And yet, when I visit the church bazaars and county fairs or attend family reunions in my hometown, we always find common ground when it comes to wealth-hoarding corporate CEOs.
So I'm not surprised by national polls showing that both Democrats and Republicans have had it with CEO greed. Some 78% of U.S. workers feel CEOs are overpaid compared to their employees, one poll found last year.
It may be even worse than they think.
A Harvard Business School study found that Americans think the right CEO-worker pay ratio is no higher than 7 to 1. But a report I co-authored for the Institute for Policy Studies found that 80% of S&P 500 firms paid their CEO over 100 times more than their median worker last year.
In many cases, it was well more than 1,000 times.
All this could mean bipartisan traction for a new bill introduced by Sens. Bernie Sanders (I-Vt.) and Elizabeth Warren (D-Mass.) and Reps. Rashida Tlaib (D-Mich.) and Barbara Lee (D-Calif.) earlier this month. It would raise the federal corporate income tax rate on companies that pay their CEOs more than 50 times their median workers' pay.

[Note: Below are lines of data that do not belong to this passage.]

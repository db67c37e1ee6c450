//! WebAssembly module compilation.
//!
//! This module provides [`CompiledModule`], a wrapper around Wasmtime's
//! [`Module`] that compiles binary or text payloads and keeps a little
//! metadata for logging.

use std::hash::{DefaultHasher, Hash, Hasher};
use std::time::Instant;

use tracing::{debug, info, instrument};
use wasmtime::{Engine, Module};

use crate::export::ExportDescriptor;
use luawasm_common::RuntimeError;

const WASM_MAGIC: &[u8; 4] = b"\0asm";

/// A compiled, validated WebAssembly module.
///
/// Immutable once created; may be instantiated any number of times, through
/// any linker built on the same engine.
#[derive(Clone)]
pub struct CompiledModule {
    /// The compiled Wasmtime module.
    inner: Module,

    /// Hash of the original payload.
    content_hash: String,

    /// Whether the payload was in the binary format (rather than text).
    binary: bool,
}

impl CompiledModule {
    /// Compile a module from a binary or text payload.
    ///
    /// # Errors
    ///
    /// Returns [`RuntimeError::CompilationFailed`] carrying the compiler's
    /// diagnostic if the payload is malformed or fails validation.
    #[instrument(skip(engine, bytes), fields(bytes_len = bytes.len()))]
    pub fn from_bytes(engine: &Engine, bytes: &[u8]) -> Result<Self, RuntimeError> {
        let start = Instant::now();
        let binary = bytes.starts_with(WASM_MAGIC);

        let module = Module::new(engine, bytes).map_err(|e| {
            debug!(binary, error = %e, "Module compilation failed");
            RuntimeError::compilation_failed(format!("{e:#}"))
        })?;

        let content_hash = compute_hash(bytes);
        let duration = start.elapsed();

        info!(
            content_hash = %content_hash,
            binary,
            exports = module.exports().len(),
            duration_ms = duration.as_millis(),
            "Module compiled"
        );

        Ok(Self {
            inner: module,
            content_hash,
            binary,
        })
    }

    /// Compile a module from WAT source.
    ///
    /// # Errors
    ///
    /// Returns [`RuntimeError::CompilationFailed`] if the text does not parse
    /// or the module fails validation.
    pub fn from_wat(engine: &Engine, wat: &str) -> Result<Self, RuntimeError> {
        Self::from_bytes(engine, wat.as_bytes())
    }

    /// Describe the module's declared exports without instantiating it.
    ///
    /// # Errors
    ///
    /// Fails on the first export that cannot be described.
    pub fn exports(&self) -> Result<Vec<ExportDescriptor>, RuntimeError> {
        self.inner
            .exports()
            .map(|export| ExportDescriptor::from_extern_type(export.name(), &export.ty()))
            .collect()
    }

    /// Number of imports the module declares.
    pub fn import_count(&self) -> usize {
        self.inner.imports().len()
    }

    /// Get the inner Wasmtime module.
    pub fn inner(&self) -> &Module {
        &self.inner
    }

    /// Get the content hash of the original payload.
    pub fn content_hash(&self) -> &str {
        &self.content_hash
    }

    /// Returns `true` if the payload was in the binary format.
    pub fn is_binary(&self) -> bool {
        self.binary
    }

}

impl std::fmt::Debug for CompiledModule {
    fn fmt(&self, f: &mut std::fmt::Formatter<'_>) -> std::fmt::Result {
        f.debug_struct("CompiledModule")
            .field("content_hash", &self.content_hash)
            .field("binary", &self.binary)
            .finish_non_exhaustive()
    }
}

/// Compute a hash of the given bytes.
fn compute_hash(bytes: &[u8]) -> String {
    let mut hasher = DefaultHasher::new();
    bytes.hash(&mut hasher);
    format!("{:016x}", hasher.finish())
}

#[cfg(test)]
mod tests {
    use super::*;
    use crate::WasmEngine;
    use crate::export::ExportKind;
    use crate::value::ValueKind;
    use luawasm_common::EngineConfig;

    // Minimal valid Wasm module (empty module)
    const MINIMAL_WASM: &[u8] = &[
        0x00, 0x61, 0x73, 0x6d, // magic: \0asm
        0x01, 0x00, 0x00, 0x00, // version: 1
    ];

    fn engine() -> WasmEngine {
        WasmEngine::new(&EngineConfig::default()).unwrap()
    }

    #[test]
    fn test_compute_hash() {
        let hash1 = compute_hash(b"hello");
        let hash2 = compute_hash(b"hello");
        let hash3 = compute_hash(b"world");

        assert_eq!(hash1, hash2);
        assert_ne!(hash1, hash3);
        assert_eq!(hash1.len(), 16);
    }

    #[test]
    fn test_binary_compilation() {
        let engine = engine();
        let module = CompiledModule::from_bytes(engine.inner(), MINIMAL_WASM).unwrap();

        assert!(module.is_binary());
        assert!(module.exports().unwrap().is_empty());
        assert_eq!(module.import_count(), 0);
    }

    #[test]
    fn test_text_compilation() {
        let engine = engine();
        let module = CompiledModule::from_wat(
            engine.inner(),
            r#"(module (func (export "id") (param f32) (result f32) local.get 0))"#,
        )
        .unwrap();

        assert!(!module.is_binary());
        let exports = module.exports().unwrap();
        assert_eq!(exports.len(), 1);
        assert_eq!(
            exports[0].kind,
            ExportKind::Func {
                params: vec![ValueKind::F32],
                results: vec![ValueKind::F32],
            }
        );
    }

    #[test]
    fn test_malformed_payload_reports_diagnostic() {
        let engine = engine();

        let err = CompiledModule::from_bytes(engine.inner(), b"definitely not wasm").unwrap_err();
        assert!(matches!(err, RuntimeError::CompilationFailed { .. }));
        assert!(!err.to_string().is_empty());

        let truncated = &MINIMAL_WASM[..6];
        let err = CompiledModule::from_bytes(engine.inner(), truncated).unwrap_err();
        assert!(!err.to_string().is_empty());
    }

    #[test]
    fn test_validation_failure() {
        let engine = engine();
        let result = CompiledModule::from_wat(
            engine.inner(),
            r#"(module (func (result i32) i64.const 1))"#,
        );

        assert!(result.is_err());
    }

    #[test]
    fn test_module_debug() {
        let engine = engine();
        let module = CompiledModule::from_bytes(engine.inner(), MINIMAL_WASM).unwrap();

        let debug_str = format!("{module:?}");
        assert!(debug_str.contains("CompiledModule"));
        assert!(debug_str.contains("content_hash"));
    }
}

The bigger the gap, the bigger the hike. At a 50-to-1 gap, the tax goes up by half a percentage point. At 500-to-1, firms would see their tax bills jump by 5 full percentage points. That might be enough to get corporate boards to rethink how much they pay their top executives--and how little they pay their workers.
Could Republicans like my old Minnesota neighbors get on board? It sure seems like it.
As recently as 2016, a Stanford University survey found that over half of Republicans--a full 52%-- favor an outright cap on CEO compensation relative to worker pay. That's even more radical than what Sanders, Warren, Tlaib, and Lee have proposed, since their bill would tax--but not prohibit--those offensive pay gaps.
Several prominent Republican politicians have weighed in to support restraining executive pay excess.
President Donald Trump railed against sky-high CEO pay during his 2016 campaign. In particular, he called for the closure of the "carried interest" loophole that allows hedge fund and private equity fund managers to cut the taxes they owe by almost half.
Mick Mulvaney, Trump's acting chief of staff, has a record on the issue too. Before he left Congress, Mulvaney introduced an amendment to eliminate U.S. Export-Import Bank subsidies for any company with a CEO that's paid more than 100 times the median worker pay.
Of course, neither Trump nor Mulvaney has done much to turn those proposals into law. But while the 2017 GOP tax cuts Trump signed were otherwise a huge gift to the wealthy, they did close one perverse loophole that had encouraged excessive CEO pay. Before this change, corporations could deduct unlimited amounts of executive pay from their federal tax bills, as long as they labeled that pay "performance-based."
Just as cigarette taxes have helped reduce smoking rates while generating revenue for health programs, a pay gap tax could incentivize less harmful corporate executive behavior while raising revenue that could be used to reduce inequality. If the new bill's penalties had been in place last year, S&P 500 firms with pay gaps over 100-to-1 would have owed as much as $17.2 billion in additional federal taxes.
Folks in my hometown would approve. Maybe even cheer.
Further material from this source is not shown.